Firenze, picchia e violenta la cognata e poi la tiene segregata nel pollaio
Firenze Per un mese l’ha tenuta rinchiusa in un pollaio, violentandola e picchiandola. Un inferno durato diverse settimane, fino a quando la donna una 53enne toscana, ex cognata del suo aguzzino ha avuto la forza di liberarsi, camminando nei boschi fino a incontrare aiuto.
È una vicenda ai confini della realtà, quella che ha visto protagonista una donna residente nei pressi di Pontassieve, nell’hinterland fiorentino. Secondo quanto ricostruito dai carabinieri, oltre due mesi fa l’uomo – un toscano 55enne già noto alle forze dell’ordine per qualche precedente penale ha portato con l’inganno la sua vittima all’interno di un casolare isolato, nelle campagne della provincia di Firenze. Qui è iniziato un calvario fatto di botte, abusi e umiliazioni: ha segregato e violentato l’ex moglie del fratello per un mese spostandola tra il pollaio del casolare e una roulotte, nutrendola solo con acqua e biscotti. L’inferno è andato avanti per settimane fino a quando la 53enne è riuscita a sottrarsi alla prigionia: dopo aver camminato per sei chilometri nei boschi, ha incrociato un automobilista di passaggio al quale ha chiesto aiuto. Da lì è scattato l’allarme, sono stati attivati i soccorsi e sono partite le indagini.
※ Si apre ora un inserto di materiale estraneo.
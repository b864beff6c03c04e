//! Natural-language lookups over an AE dataset.
//!
//! A question is mapped to a single `(column, value, match type)` filter by
//! matching its words against the AE column catalogue, then the filter runs
//! against the AE frame and reports the distinct subjects it hit.

use std::collections::HashSet;

use adam_common::{cell_string, is_missing_token};
use adam_model::{AeSchema, DeriveError, Result};
use polars::prelude::DataFrame;
use serde::{Deserialize, Serialize};
use serde_json::{Map, Value};
use tracing::debug;

use crate::condition::ensure_columns;

const SUBJECT_COLUMN: &str = "USUBJID";
const SAMPLE_ROWS: usize = 5;

/// Words that never carry the searched value.
const FILLER_WORDS: &[&str] = &[
    "a", "adverse", "all", "an", "and", "any", "are", "did", "do", "event", "events", "experience",
    "experienced", "experiencing", "find", "for", "from", "had", "has", "have", "how", "in", "is",
    "list", "many", "me", "number", "of", "on", "or", "participants", "patient", "patients",
    "reported", "reporting", "show", "study", "subject", "subjects", "suffered", "the", "there",
    "those", "were", "what", "which", "who", "with",
];

/// Causality grades recorded in `AEREL`.
const CAUSALITY_VALUES: &[&str] = &["PROBABLE", "POSSIBLE", "REMOTE", "NONE"];

/// Filler words kept inside a class name such as "blood and lymphatic system".
const SOC_CONNECTORS: &[&str] = &["and", "of"];

#[derive(Debug, Clone, Copy, PartialEq, Eq, Serialize, Deserialize)]
#[serde(rename_all = "lowercase")]
pub enum MatchType {
    /// Whole-cell equality, ignoring case.
    Exact,
    /// Substring match, ignoring case.
    Contains,
}

impl MatchType {
    pub fn as_str(self) -> &'static str {
        match self {
            Self::Exact => "exact",
            Self::Contains => "contains",
        }
    }
}

/// A single-column filter derived from a question.
#[derive(Debug, Clone, PartialEq, Eq, Serialize, Deserialize)]
pub struct AeQuery {
    pub target_column: String,
    pub filter_value: String,
    pub match_type: MatchType,
    pub reasoning: String,
}

impl AeQuery {
    pub fn new(
        target_column: impl Into<String>,
        filter_value: impl Into<String>,
        match_type: MatchType,
    ) -> Self {
        Self {
            target_column: target_column.into(),
            filter_value: filter_value.into(),
            match_type,
            reasoning: String::new(),
        }
    }

    pub fn with_reasoning(mut self, reasoning: impl Into<String>) -> Self {
        self.reasoning = reasoning.into();
        self
    }

    fn matches(&self, cell: &str) -> bool {
        if is_missing_token(cell) {
            return false;
        }
        let cell = cell.trim().to_uppercase();
        let value = self.filter_value.trim().to_uppercase();
        match self.match_type {
            MatchType::Exact => cell == value,
            MatchType::Contains => cell.contains(value.as_str()),
        }
    }
}

#[derive(Debug, Clone, PartialEq, Serialize)]
pub struct AeQueryResult {
    pub unique_subject_count: usize,
    /// Distinct subjects in first-seen order.
    pub subject_ids: Vec<String>,
    pub total_records: usize,
    /// First matching records, all columns, missing cells as `null`.
    #[serde(rename = "sample_data")]
    pub sample: Vec<Map<String, Value>>,
}

#[derive(Debug, Clone, PartialEq, Serialize)]
pub struct AeQueryResponse {
    pub question: String,
    pub parsed_query: AeQuery,
    pub results: AeQueryResult,
}

fn words(question: &str) -> Vec<String> {
    question
        .split(|c: char| !c.is_ascii_alphanumeric())
        .filter(|word| !word.is_empty())
        .map(str::to_lowercase)
        .collect()
}

fn phrase_in(question: &str, words: &[String], phrase: &str) -> bool {
    let phrase = phrase.to_lowercase();
    if phrase.contains(' ') {
        question.contains(phrase.as_str())
    } else {
        words.iter().any(|word| *word == phrase)
    }
}

fn content_words<'a>(words: &'a [String], also_skip: &[&str]) -> Vec<&'a str> {
    words
        .iter()
        .map(String::as_str)
        .filter(|word| !FILLER_WORDS.contains(word) && !also_skip.contains(word))
        .collect()
}

fn closed_value_query(schema: &AeSchema, words: &[String]) -> Option<AeQuery> {
    let has_word = |value: &str| words.iter().any(|word| word.eq_ignore_ascii_case(value));
    let catalogued = schema
        .columns
        .iter()
        .filter(|column| column.name != "AESER")
        .find_map(|column| {
            let value = column
                .values
                .iter()
                .find(|value| value.len() > 1 && has_word(**value))?;
            Some(
                AeQuery::new(column.name, *value, MatchType::Exact).with_reasoning(format!(
                    "`{}` is a valid {} value",
                    value.to_lowercase(),
                    column.label.to_lowercase()
                )),
            )
        });
    catalogued.or_else(|| {
        let column = schema.column("AEREL")?;
        let value = CAUSALITY_VALUES.iter().find(|value| has_word(**value))?;
        Some(
            AeQuery::new(column.name, *value, MatchType::Exact).with_reasoning(format!(
                "`{}` is a causality grade",
                value.to_lowercase()
            )),
        )
    })
}

fn serious_query(schema: &AeSchema, question: &str, words: &[String]) -> Option<AeQuery> {
    let column = schema.column("AESER")?;
    let phrase = column
        .use_for
        .iter()
        .find(|phrase| phrase_in(question, words, phrase))?;
    let negated = question.contains("non-serious")
        || question.contains("not serious")
        || question.contains("nonserious");
    let value = if negated { "N" } else { "Y" };
    Some(
        AeQuery::new(column.name, value, MatchType::Exact)
            .with_reasoning(format!("`{phrase}` refers to the serious event flag")),
    )
}

/// The class name written before "disorder(s)", e.g. "nervous system" or
/// "skin and subcutaneous tissue".
fn soc_qualifier(words: &[String]) -> Option<String> {
    let end = words.iter().position(|word| word.starts_with("disorder"))?;
    let is_filler = |at: usize| FILLER_WORDS.contains(&words[at].as_str());
    let mut start = end;
    while start > 0 {
        let prev = start - 1;
        let joins_class_name = SOC_CONNECTORS.contains(&words[prev].as_str())
            && start < end
            && prev > 0
            && !is_filler(prev - 1);
        if is_filler(prev) && !joins_class_name {
            break;
        }
        start = prev;
    }
    (start < end).then(|| words[start..end].join(" "))
}

fn body_system_query(schema: &AeSchema, question: &str, words: &[String]) -> Option<AeQuery> {
    let column = schema.column("AESOC")?;
    let phrase = column
        .use_for
        .iter()
        .copied()
        .find(|phrase| phrase_in(question, words, phrase))
        .or_else(|| {
            words
                .iter()
                .any(|word| word.starts_with("disorder"))
                .then_some("disorders")
        })?;
    let phrase_words: Vec<String> = column
        .use_for
        .iter()
        .flat_map(|phrase| phrase.split(' '))
        .chain(["disorder", "disorders", "class"])
        .map(str::to_lowercase)
        .collect();
    let phrase_words: Vec<&str> = phrase_words.iter().map(String::as_str).collect();
    let value = soc_qualifier(words)
        .unwrap_or_else(|| content_words(words, &phrase_words).join(" "));
    if value.is_empty() {
        return None;
    }
    Some(
        AeQuery::new(column.name, value.to_uppercase(), MatchType::Contains)
            .with_reasoning(format!("`{phrase}` refers to the system organ class")),
    )
}

fn term_query(words: &[String]) -> Option<AeQuery> {
    let value = content_words(words, &[]).join(" ");
    if value.is_empty() {
        return None;
    }
    Some(
        AeQuery::new("AETERM", value.to_uppercase(), MatchType::Contains)
            .with_reasoning("no categorical column matched; searching the reported term"),
    )
}

/// Maps a free-text question onto a single AE filter.
///
/// Checked in order: closed value sets (severity, causality), the serious
/// flag, body-system phrases, then the remaining words against `AETERM`.
/// Returns `None` when the question has no searchable words left.
///
/// ```
/// use adam_core::ae_query::{MatchType, parse_question};
/// use adam_model::AE_SCHEMA;
///
/// let query = parse_question("How many patients had severe adverse events?", &AE_SCHEMA).unwrap();
/// assert_eq!(query.target_column, "AESEV");
/// assert_eq!(query.filter_value, "SEVERE");
/// assert_eq!(query.match_type, MatchType::Exact);
/// ```
pub fn parse_question(question: &str, schema: &AeSchema) -> Option<AeQuery> {
    let lowered = question.to_lowercase();
    let words = words(question);
    let query = closed_value_query(schema, &words)
        .or_else(|| serious_query(schema, &lowered, &words))
        .or_else(|| body_system_query(schema, &lowered, &words))
        .or_else(|| term_query(&words));
    if let Some(query) = &query {
        debug!(
            column = %query.target_column,
            value = %query.filter_value,
            match_type = query.match_type.as_str(),
            "parsed AE question"
        );
    }
    query
}

fn sample_row(ae: &DataFrame, idx: usize) -> Map<String, Value> {
    ae.get_column_names()
        .iter()
        .map(|name| {
            let cell = cell_string(ae, name, idx);
            let value = if is_missing_token(&cell) {
                Value::Null
            } else {
                Value::String(cell)
            };
            (name.to_string(), value)
        })
        .collect()
}

/// Runs `query` against an AE frame.
pub fn execute_query(ae: &DataFrame, query: &AeQuery) -> Result<AeQueryResult> {
    ensure_columns(
        ae,
        "AE",
        [query.target_column.as_str(), SUBJECT_COLUMN],
    )?;
    let mut seen = HashSet::new();
    let mut subject_ids = Vec::new();
    let mut sample = Vec::new();
    let mut total_records = 0;
    for idx in 0..ae.height() {
        if !query.matches(&cell_string(ae, &query.target_column, idx)) {
            continue;
        }
        total_records += 1;
        let subject = cell_string(ae, SUBJECT_COLUMN, idx).trim().to_string();
        if !is_missing_token(&subject) && seen.insert(subject.clone()) {
            subject_ids.push(subject);
        }
        if sample.len() < SAMPLE_ROWS {
            sample.push(sample_row(ae, idx));
        }
    }
    Ok(AeQueryResult {
        unique_subject_count: subject_ids.len(),
        subject_ids,
        total_records,
        sample,
    })
}

/// Parses `question` and runs it against `ae`.
pub fn ask(question: &str, ae: &DataFrame, schema: &AeSchema) -> Result<AeQueryResponse> {
    let parsed_query = parse_question(question, schema)
        .ok_or_else(|| DeriveError::UnmappedQuestion(question.to_string()))?;
    let results = execute_query(ae, &parsed_query)?;
    Ok(AeQueryResponse {
        question: question.to_string(),
        parsed_query,
        results,
    })
}

#[cfg(test)]
mod tests {
    use adam_model::AE_SCHEMA;

    use super::*;

    fn parse(question: &str) -> AeQuery {
        parse_question(question, &AE_SCHEMA).unwrap()
    }

    #[test]
    fn severity_words_map_to_exact_aesev() {
        let query = parse("Any MILD events?");
        assert_eq!(query.target_column, "AESEV");
        assert_eq!(query.filter_value, "MILD");
        assert_eq!(query.match_type, MatchType::Exact);
    }

    #[test]
    fn serious_phrases_map_to_aeser() {
        assert_eq!(parse("List subjects with an SAE").filter_value, "Y");
        let query = parse("How many non-serious events were reported?");
        assert_eq!(query.target_column, "AESER");
        assert_eq!(query.filter_value, "N");
    }

    #[test]
    fn disorders_map_to_soc_contains() {
        let query = parse("Show me subjects with cardiac disorders");
        assert_eq!(query.target_column, "AESOC");
        assert_eq!(query.filter_value, "CARDIAC");
        assert_eq!(query.match_type, MatchType::Contains);
    }

    #[test]
    fn multi_word_class_names_are_kept_whole() {
        let query = parse("Show me subjects with nervous system disorders");
        assert_eq!(query.filter_value, "NERVOUS SYSTEM");
        let query = parse("Which patients had skin and subcutaneous tissue disorders?");
        assert_eq!(query.filter_value, "SKIN AND SUBCUTANEOUS TISSUE");
        let query = parse("Any infections and infestations disorders?");
        assert_eq!(query.filter_value, "INFECTIONS AND INFESTATIONS");
    }

    #[test]
    fn causality_grades_map_to_exact_aerel() {
        let query = parse("Which subjects had events with possible relationship?");
        assert_eq!(query.target_column, "AEREL");
        assert_eq!(query.filter_value, "POSSIBLE");
        assert_eq!(query.match_type, MatchType::Exact);
    }

    #[test]
    fn free_text_falls_back_to_term() {
        let query = parse("Which patients experienced headache?");
        assert_eq!(query.target_column, "AETERM");
        assert_eq!(query.filter_value, "HEADACHE");
        assert_eq!(query.match_type, MatchType::Contains);
    }

    #[test]
    fn filler_only_question_is_unmapped() {
        assert!(parse_question("How many patients?", &AE_SCHEMA).is_none());
    }

    #[test]
    fn matching_ignores_case_and_missing_cells() {
        let exact = AeQuery::new("AESEV", "severe", MatchType::Exact);
        assert!(exact.matches("SEVERE"));
        assert!(!exact.matches("SEVERE PAIN"));
        assert!(!exact.matches("NA"));
        let contains = AeQuery::new("AETERM", "head", MatchType::Contains);
        assert!(contains.matches("Headache"));
        assert!(!contains.matches(""));
    }
}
Ieri mattina i carabinieri di Pontassieve, su ordine del gip di Firenze Angela Fantechi, hanno arrestato l’uomo, che già si trovava in stato di libertà vigilata: l’aguzzino è stato portato nel carcere di Sollicciano, accusato di sequestro di persona in concorso, lesioni, violenza sessuale, violenza privata, rapina e indebito utilizzo di carte di pagamento. Il concorso in reato deriva dal fatto che l’uomo, secondo i carabinieri, avrebbe approfittato della complicità di un terzo fratello per attirare la donna nella propria casa, in una zona isolata della Val di Sieve. Con l’inganno l’aveva fatta entrare in un pollaio dove l’aveva picchiava violentemente utilizzando un tubo di plastica e l’aveva legata a una branda metallica perché non scappasse. La donna, legata perché non fuggisse, veniva liberata solo un paio di volte al giorno perché si alimentasse, di solito con acqua e biscotti.
Il pregiudicato aveva architettato un piano per farla franca: durante la prigionia aveva tagliato i capelli alla donna sequestrata e l’aveva costretta a scrivere una lettera indirizzata all’ex coniuge – per informarlo che si sarebbe trasferita all’estero in modo da giustificare la sua scomparsa oltre a una delega alla compagna dell’aguzzino per utilizzare la carta di pagamento della vittima, che peraltro percepisce il reddito di cittadinanza. Il calvario si è concluso a fine settembre con la fuga della donna, che prima si è rivolta a un’amica, poi ai servizi sociali e ai carabinieri: per lei è stato subito attivato il codice rosa e la vittima è stata ospitata in una struttura protetta.
Le indagini hanno raccolto numerosi riscontri e portato all’arresto in carcere dell’uomo e all’obbligo di dimora per il fratello ritenuto complice del sequestro. Resta da definire il ruolo della compagna dell’arrestato che si sarebbe prestata a usare più volte la carta della vittima.